Ci trovavamo all’estrema destra di un dipinto alto duecentosettanta centimetri e lungo ventuno metri e mezzo. All’accendersi delle luci, il quadro visto così di scorcio ci sarebbe apparso come un triangolo alto sì due metri e settanta ma largo soltanto un paio di metri. Impossibile dire, da quel punto di vista, cosa vi fosse rappresentato. [...]
«Adesso, mi prenda per mano e chiuda gli occhi. Non li riapra finché non glielo dico io».
Chiuse gli occhi e mi seguì senza opporre resistenza, come un palloncino.
Quando fummo al centro del capannone, con una decina di metri di quadro per parte, le dissi di riaprire gli occhi.
Ci trovavamo sul ciglio di una bellissima vallata verde, in primavera.

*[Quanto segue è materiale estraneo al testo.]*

use thiserror::Error;

#[derive(Error, Debug)]
pub enum CryptoError {
    #[error("invalid cipher key length")]
    InvalidKeyLength,
}

pub type Result<T> = std::result::Result<T, CryptoError>;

C’erano, contate una a una, cinquemila duecentodiciannove persone in quella valle. La più grande di esse aveva le dimensioni di una sigaretta, la più piccola di una cacatina di mosca. C’erano case coloniche, sparse qua e là, e le rovine di una torre di guardia medioevale, sul ciglio della valle, dove noi ci trovavamo. Il quadro era talmente realistico che avrebbe potuto essere una fotografia.
«Dove siamo?» domandò Circe Berman.
«Siamo dov’ero io», le dissi, «quando sorse il sole il giorno in cui finì la Seconda guerra mondiale in Europa».
(Ivi, pp. 223-224).

 

Il giorno della liberazione, un giorno simbolico che segna la fine della logica maschile di Barbablù, almeno in potenza, e un quadro che riprende la tecnica di realismo assoluto del Barbablù ‘negativo’, di Dan Gregory, liberandola delle sue scorie e mettendola al servizio di un senso di armonia e di speranza. Il quadro definitivo di Rabo Karabekian, che porta un titolo significativo: Now It’s the Women’s Turn (Ora è il turno delle donne). Non di essere Barbablù, ma di essere protagoniste [fig. 5].

 

 

Bibliografia

L. Mustazza (ed.), The Critical Response to Kurt Vonnegut, London, Greenwood Press, 1994.

M. Szczepaniak, Männer in Blau. Blaubart-Bilder in der deutschsprachigen Literatur, Köln / Weimar / Wien, Böhlau, 2005.

K. Vonnegut, Barbablù, trad. it. di P. F. Paolini, Milano, Feltrinelli, 2007.

K. Vonnegut, Letters, ed. by D. Wakefield, New York, Delacorte, 2012.